Na justificativa da PEC, Alvaro Dias argumenta que o serviço exterior deve se caracterizar, fundamentalmente, por ser uma carreira de Estado, “preservada, tanto quanto possível, de grandes guinadas causadas pelas trocas de governo”.

“Daí a apresentação desta emenda constitucional, que pretende fazer com que se limite a escolha de embaixadores, chefes de missão diplomática de caráter permanente, a servidores de carreira. Isso ajuda a profissionalizar a diplomacia, retirando-se indicações como embaixadores de caráter meramente político, ora recompensados com o posto em fim de carreira política, ora premiados pela sua proximidade com o governo de ocasião”, argumenta Alvaro Dias.

O autor da PEC observa ainda que o Brasil orienta-se nas suas relações internacionais, entre outros princípios, pela manutenção da paz e cooperação entre os povos.

“Essencial, portanto, que o componente ideológico ceda espaço ao pragmatismo. Isso deve se refletir na escolha de embaixadores, autoridades do mais alto patamar diplomático acreditadas junto a Estados e organismos estrangeiros, dando-se a escolha entre servidores de carreira, profissionais da área, em detrimento às indicações livres que, pela própria natureza da escolha, carregam forte componente ligado à conjuntura política de momento”, argumenta o senador.

Alvaro Dias ressalta que a PEC tem a virtude de valorizar a carreira diplomática, dando-lhe maior dinamismo. O senador destaca ainda que a proposição contribui para “a mais completa e perfeita profissionalização da diplomacia e para assegurar que o serviço exterior brasileiro seja orientado por políticas de Estado”.

Quem assinou a PEC

A PEC é subscrita pelos senadores Carlos Viana (PSD-MG), Confúcio Moura (MDB-RO), Eduardo Girão (Podemos-CE), Elmano Férrer (Podemos-PI), Fabiano Contarato (Rede-ES), Flávio Arns (Rede-PR), Humberto Costa (PT-PE), Izalci Lucas (PSDB-DF), Jayme Campos (DEM-MT), Jean Paul Prates (PT-RN), Jorge Kajuru (PSB-GO), Lasier Martins (Podemos-RS), Lucas Barreto (PSD-AP), Marcio Bittar (MDB-AC), Marcos do Val (Cidadania-ES), Oriovisto Guimarães (Podemos-PR), Paulo Paim (PT-RS), Paulo Rocha (PT-PA), Plínio Valério (PSDB-AM), Reguffe (sem partido-DF), Romário (Podemos-RJ), Styvenson Valentim (Podemos-RN), Tasso Jereissati (PSDB-CE), Veneziano Vital do Rêgo (PSB-PB) e Weverton (PDT-MA).

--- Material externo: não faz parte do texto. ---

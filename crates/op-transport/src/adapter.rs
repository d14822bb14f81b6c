//! The adapter contract shared by every network transport, plus the state
//! both implementations keep the same way: connection flag, outbound queue,
//! reader task and reconnect loop.

use std::collections::BTreeMap;
use std::fmt;
use std::str::FromStr;
use std::sync::atomic::{AtomicBool, Ordering};
use std::sync::{Arc, Mutex, PoisonError};
use std::time::Duration;

use async_trait::async_trait;
use op_core::collaborators::SystemMetadata;
use op_core::config::TransportConfig;
use op_core::crypto::Cipher;
use serde::{Deserialize, Serialize};
use serde_json::Value;
use tokio::task::JoinHandle;
use tracing::{debug, warn};

use crate::error::{Result, TransportError};
use crate::event_bus::{EventBus, TransportEvent};
use crate::queue::{Enqueued, OutboundQueue, QueueEntry};
use crate::reconnect::{DnsProbe, NetworkProbe, Reconnect, Reconnector, RetryPolicy};

// ---------------------------------------------------------------------------
// AdapterKind
// ---------------------------------------------------------------------------

#[derive(Debug, Clone, Copy, PartialEq, Eq, Hash, PartialOrd, Ord, Serialize, Deserialize)]
#[serde(rename_all = "lowercase")]
pub enum AdapterKind {
    Axon,
    WebSocket,
}

impl AdapterKind {
    pub const ALL: [AdapterKind; 2] = [AdapterKind::Axon, AdapterKind::WebSocket];

    pub fn as_str(&self) -> &'static str {
        match self {
            AdapterKind::Axon => "axon",
            AdapterKind::WebSocket => "websocket",
        }
    }
}

impl fmt::Display for AdapterKind {
    fn fmt(&self, f: &mut fmt::Formatter<'_>) -> fmt::Result {
        f.write_str(self.as_str())
    }
}

impl FromStr for AdapterKind {
    type Err = TransportError;

    fn from_str(s: &str) -> Result<Self> {
        match s.to_ascii_lowercase().as_str() {
            "axon" => Ok(AdapterKind::Axon),
            "websocket" | "ws" => Ok(AdapterKind::WebSocket),
            _ => Err(TransportError::UnknownKind(s.to_string())),
        }
    }
}

// ---------------------------------------------------------------------------
// Endpoints
// ---------------------------------------------------------------------------

/// How an adapter reads its connect parameters out of the logical endpoint map.
#[derive(Debug, Clone, Copy, PartialEq, Eq)]
pub enum EndpointShape {
    /// Use this logical key verbatim.
    Single(&'static str),
    /// `(field, logical key)` pairs.
    Fields(&'static [(&'static str, &'static str)]),
}

#[derive(Debug, Clone, PartialEq, Eq)]
pub enum ConnectParams {
    Single(String),
    Fields(BTreeMap<String, String>),
}

impl EndpointShape {
    pub fn derive(&self, endpoints: &BTreeMap<String, String>) -> Result<ConnectParams> {
        let lookup = |key: &str| {
            endpoints
                .get(key)
                .cloned()
                .ok_or_else(|| TransportError::InvalidEndpoint(format!("missing endpoint `{key}`")))
        };
        match self {
            EndpointShape::Single(key) => Ok(ConnectParams::Single(lookup(key)?)),
            EndpointShape::Fields(fields) => {
                let mut out = BTreeMap::new();
                for (field, key) in fields.iter() {
                    out.insert(field.to_string(), lookup(key)?);
                }
                Ok(ConnectParams::Fields(out))
            }
        }
    }
}

impl ConnectParams {
    pub fn single(&self) -> Result<&str> {
        match self {
            ConnectParams::Single(value) => Ok(value),
            ConnectParams::Fields(_) => Err(TransportError::InvalidEndpoint(
                "expected a single endpoint".into(),
            )),
        }
    }

    pub fn field(&self, name: &str) -> Result<&str> {
        match self {
            ConnectParams::Fields(map) => map
                .get(name)
                .map(String::as_str)
                .ok_or_else(|| TransportError::InvalidEndpoint(format!("missing field `{name}`"))),
            ConnectParams::Single(_) => Err(TransportError::InvalidEndpoint(format!(
                "expected field `{name}`"
            ))),
        }
    }
}

// ---------------------------------------------------------------------------
// Context
// ---------------------------------------------------------------------------

/// What the agent announces about itself on every connection.
#[derive(Debug, Clone)]
pub struct Identity {
    pub public_key: String,
    pub server_name: String,
    pub protocol_version: u32,
}

#[derive(Debug, Clone, Copy)]
pub struct AdapterSettings {
    pub queue_capacity: usize,
    pub retry: RetryPolicy,
    pub handshake_timeout: Duration,
    /// Longest a single write may take before the connection counts as lost.
    pub write_timeout: Duration,
}

impl Default for AdapterSettings {
    fn default() -> Self {
        Self {
            queue_capacity: 500,
            retry: RetryPolicy::default(),
            handshake_timeout: Duration::from_secs(10),
            write_timeout: Duration::from_secs(10),
        }
    }
}

impl From<&TransportConfig> for AdapterSettings {
    fn from(cfg: &TransportConfig) -> Self {
        Self {
            queue_capacity: cfg.queue_capacity,
            retry: RetryPolicy {
                probe_delay: cfg.probe_delay(),
                retry_delay: cfg.retry_delay(),
            },
            write_timeout: cfg.write_timeout(),
            ..Self::default()
        }
    }
}

/// Collaborators and settings every adapter is built from.
#[derive(Clone)]
pub struct AdapterContext {
    pub cipher: Arc<dyn Cipher>,
    pub metadata: Arc<dyn SystemMetadata>,
    pub probe: Arc<dyn NetworkProbe>,
    pub identity: Identity,
    pub settings: AdapterSettings,
}

impl AdapterContext {
    pub fn new(
        cipher: Arc<dyn Cipher>,
        metadata: Arc<dyn SystemMetadata>,
        public_key: impl Into<String>,
        server_name: impl Into<String>,
        config: &TransportConfig,
    ) -> Self {
        Self {
            cipher,
            metadata,
            probe: Arc::new(DnsProbe::new(config.probe_host.clone())),
            identity: Identity {
                public_key: public_key.into(),
                server_name: server_name.into(),
                protocol_version: config.protocol_version,
            },
            settings: AdapterSettings::from(config),
        }
    }

    pub fn with_probe(mut self, probe: Arc<dyn NetworkProbe>) -> Self {
        self.probe = probe;
        self
    }

    pub fn with_settings(mut self, settings: AdapterSettings) -> Self {
        self.settings = settings;
        self
    }
}

// ---------------------------------------------------------------------------
// Adapter trait
// ---------------------------------------------------------------------------

/// What happened to one outbound message.
#[derive(Debug, Clone, Copy, PartialEq, Eq)]
pub enum SendOutcome {
    Sent,
    /// Buffered until the connection comes back.
    Queued,
    /// Liveness message while disconnected, or a payload that could not be sealed.
    Dropped,
}

/// One duplex network transport to the backend.
///
/// Inbound channel messages and `open`/`close`/`error` lifecycle events are
/// published on the [`EventBus`] the adapter was built with.
#[async_trait]
pub trait Adapter: Send + Sync + 'static {
    fn kind(&self) -> AdapterKind;

    fn endpoint_shape(&self) -> EndpointShape;

    fn is_connected(&self) -> bool;

    fn events(&self) -> &EventBus;

    async fn connect(&self, params: ConnectParams) -> Result<()>;

    async fn disconnect(&self);

    async fn reconnect(&self, params: ConnectParams) -> Result<()> {
        self.disconnect().await;
        self.connect(params).await
    }

    async fn send(&self, channel: &str, payload: Value) -> SendOutcome;

    /// Entries buffered while disconnected.
    fn queued(&self) -> usize;
}

// ---------------------------------------------------------------------------
// Shared adapter state
// ---------------------------------------------------------------------------

/// Low-level wire operations an adapter provides to [`AdapterCore`].
#[async_trait]
pub(crate) trait Wire: Send + Sync + 'static {
    fn core(&self) -> &AdapterCore;

    /// Open sockets, complete the handshake and spawn the inbound reader.
    async fn open(self: Arc<Self>, params: &ConnectParams) -> Result<JoinHandle<()>>;

    /// Write one message on an open connection.
    async fn write(&self, channel: &str, payload: &Value) -> Result<()>;

    /// Drop any open sockets.
    async fn close(&self);
}
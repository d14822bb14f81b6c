use std::sync::{Arc, Mutex, PoisonError};
use std::time::Instant;

use op_aggregator::Aggregator;
use serde_json::{json, Value};
use tracing::debug;

use crate::bus::{BusEvent, PROCESS_EVENT, PROCESS_EXCEPTION, TRACE_EVENT};
use crate::log_buffer::LogBuffer;
use crate::log_stream::LogStreamGate;
use crate::outbound::Outbound;

pub const LOGS_CHANNEL: &str = "logs";

/// Routes supervisor bus events to the aggregator, the log buffer or the
/// backend.
pub struct BusIntake {
    aggregator: Arc<Aggregator>,
    logs: Mutex<LogBuffer>,
    gate: Arc<Mutex<LogStreamGate>>,
    outbound: Arc<dyn Outbound>,
}

impl BusIntake {
    pub fn new(
        aggregator: Arc<Aggregator>,
        log_buffer_lines: usize,
        gate: Arc<Mutex<LogStreamGate>>,
        outbound: Arc<dyn Outbound>,
    ) -> Self {
        Self {
            aggregator,
            logs: Mutex::new(LogBuffer::new(log_buffer_lines)),
            gate,
            outbound,
        }
    }

    pub async fn handle(&self, event: BusEvent) {
        match event.name.as_str() {
            TRACE_EVENT => self.aggregator.ingest_packet(&event.packet),
            PROCESS_EVENT => {
                if event.packet.get("event").and_then(Value::as_str) == Some("exit") {
                    if let Some(process) = event.process() {
                        self.aggregator.on_process_exit(&process.name);
                    }
                }
                self.outbound.send(&event.name, event.packet).await;
            }
            PROCESS_EXCEPTION => {
                let process = event_process(&event);
                let packet = self.with_recent_logs(event.packet, process);
                self.outbound.send(PROCESS_EXCEPTION, packet).await;
            }
            _ if event.is_log() => self.handle_log(event).await,
            _ => self.outbound.send(&event.name, event.packet).await,
        }
    }

    async fn handle_log(&self, event: BusEvent) {
        let Some(process) = event_process(&event) else {
            debug!(event = %event.name, "log line without process");
            return;
        };
        if let Some(line) = event.packet.get("data").and_then(Value::as_str) {
            self.logs
                .lock()
                .unwrap_or_else(PoisonError::into_inner)
                .push(&process, line);
        }
        let streaming = self
            .gate
            .lock()
            .unwrap_or_else(PoisonError::into_inner)
            .is_enabled(&process, Instant::now());
        if streaming {
            let mut packet = event.packet;
            if let Value::Object(map) = &mut packet {
                map.insert("type".into(), json!(event.name));
            }
            self.outbound.send(LOGS_CHANNEL, packet).await;
        }
    }

    fn with_recent_logs(&self, mut packet: Value, process: Option<String>) -> Value {
        let lines = process
            .map(|name| {
                self.logs
                    .lock()
                    .unwrap_or_else(PoisonError::into_inner)
                    .lines(&name)
            })
            .unwrap_or_default();
        if let Value::Object(map) = &mut packet {
            map.insert("last_logs".into(), json!(lines));
        }
        packet
    }
}

fn event_process(event: &BusEvent) -> Option<String> {
    event.process().map(|p| p.name)
}

#[cfg(test)]
mod tests {
    use super::*;
    use async_trait::async_trait;
    use op_core::collaborators::NoSourceContext;
    use op_core::config::AggregationConfig;
    use std::time::Duration;

    #[derive(Default)]
    struct Recorder(Mutex<Vec<(String, Value)>>);

    #[async_trait]
    impl Outbound for Recorder {
        async fn send(&self, channel: &str, payload: Value) {
            self.0.lock().unwrap().push((channel.to_string(), payload));
        }
    }

    fn intake() -> (BusIntake, Arc<Mutex<LogStreamGate>>, Arc<Recorder>) {
        let aggregator = Arc::new(Aggregator::from_config(
            &AggregationConfig::default(),
            Arc::new(NoSourceContext),
        ));
        let gate = Arc::new(Mutex::new(LogStreamGate::new(Duration::from_secs(60))));
        let sent = Arc::new(Recorder::default());
        (BusIntake::new(aggregator, 2, gate.clone(), sent.clone()), gate, sent)
    }

    fn log(line: &str) -> BusEvent {
        BusEvent::new(
            "log:out",
            json!({ "process": { "pm_id": 0, "name": "api" }, "data": line }),
        )
    }

    #[tokio::test]
    async fn logs_are_only_forwarded_while_streaming() {
        let (intake, gate, sent) = intake();
        intake.handle(log("quiet")).await;
        assert!(sent.0.lock().unwrap().is_empty());

        gate.lock().unwrap().enable("api", Instant::now());
        intake.handle(log("loud")).await;
        let sent = sent.0.lock().unwrap();
        assert_eq!(sent.len(), 1);
        assert_eq!(sent[0].0, LOGS_CHANNEL);
        assert_eq!(sent[0].1["data"], "loud");
        assert_eq!(sent[0].1["type"], "log:out");
    }

    #[tokio::test]
    async fn exceptions_carry_recent_logs() {
        let (intake, _, sent) = intake();
        for line in ["a", "b", "c"] {
            intake.handle(log(line)).await;
        }
        intake
            .handle(BusEvent::new(
                PROCESS_EXCEPTION,
                json!({ "process": { "name": "api" }, "data": { "message": "boom" } }),
            ))
            .await;
        let sent = sent.0.lock().unwrap();
        assert_eq!(sent[0].0, PROCESS_EXCEPTION);
        assert_eq!(sent[0].1["last_logs"], json!(["b", "c"]));
        assert_eq!(sent[0].1["data"]["message"], "boom");
    }

    #[tokio::test]
    async fn unknown_events_are_forwarded_verbatim() {
        let (intake, _, sent) = intake();
        let packet = json!({ "process": { "name": "api" }, "data": { "x": 1 } });
        intake.handle(BusEvent::new("human:event", packet.clone())).await;
        assert_eq!(sent.0.lock().unwrap()[0], ("human:event".to_string(), packet));
    }
}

E pelas senadoras Leila Barros (PSB-DF), Maria do Carmo Alves (DEM-SE), Rose de Freitas (Podemos-ES) e Zenaide Maia (PROS-RN).

OPINIÃO NAÇÃO BRASIL

Em quando o Brasil era representado por esquerdistas, que em nada estamparam o melhor de nosso país pelo mundo, agora temos a oportunidade de sermos parceiros íntimos da maior potência mundial, porém representantes da velha politicagem do Brasil esperneiam e tentam impedir como é o caso desta PEC de Alvaro Dias. Eduardo Bolsonaro é o nome que nos aproxima ao presidente dos EUA e na embaixada vai abrir portas para novas oportunidades comerciais estratégicas para o Brasil. É para frente que se olha e anda!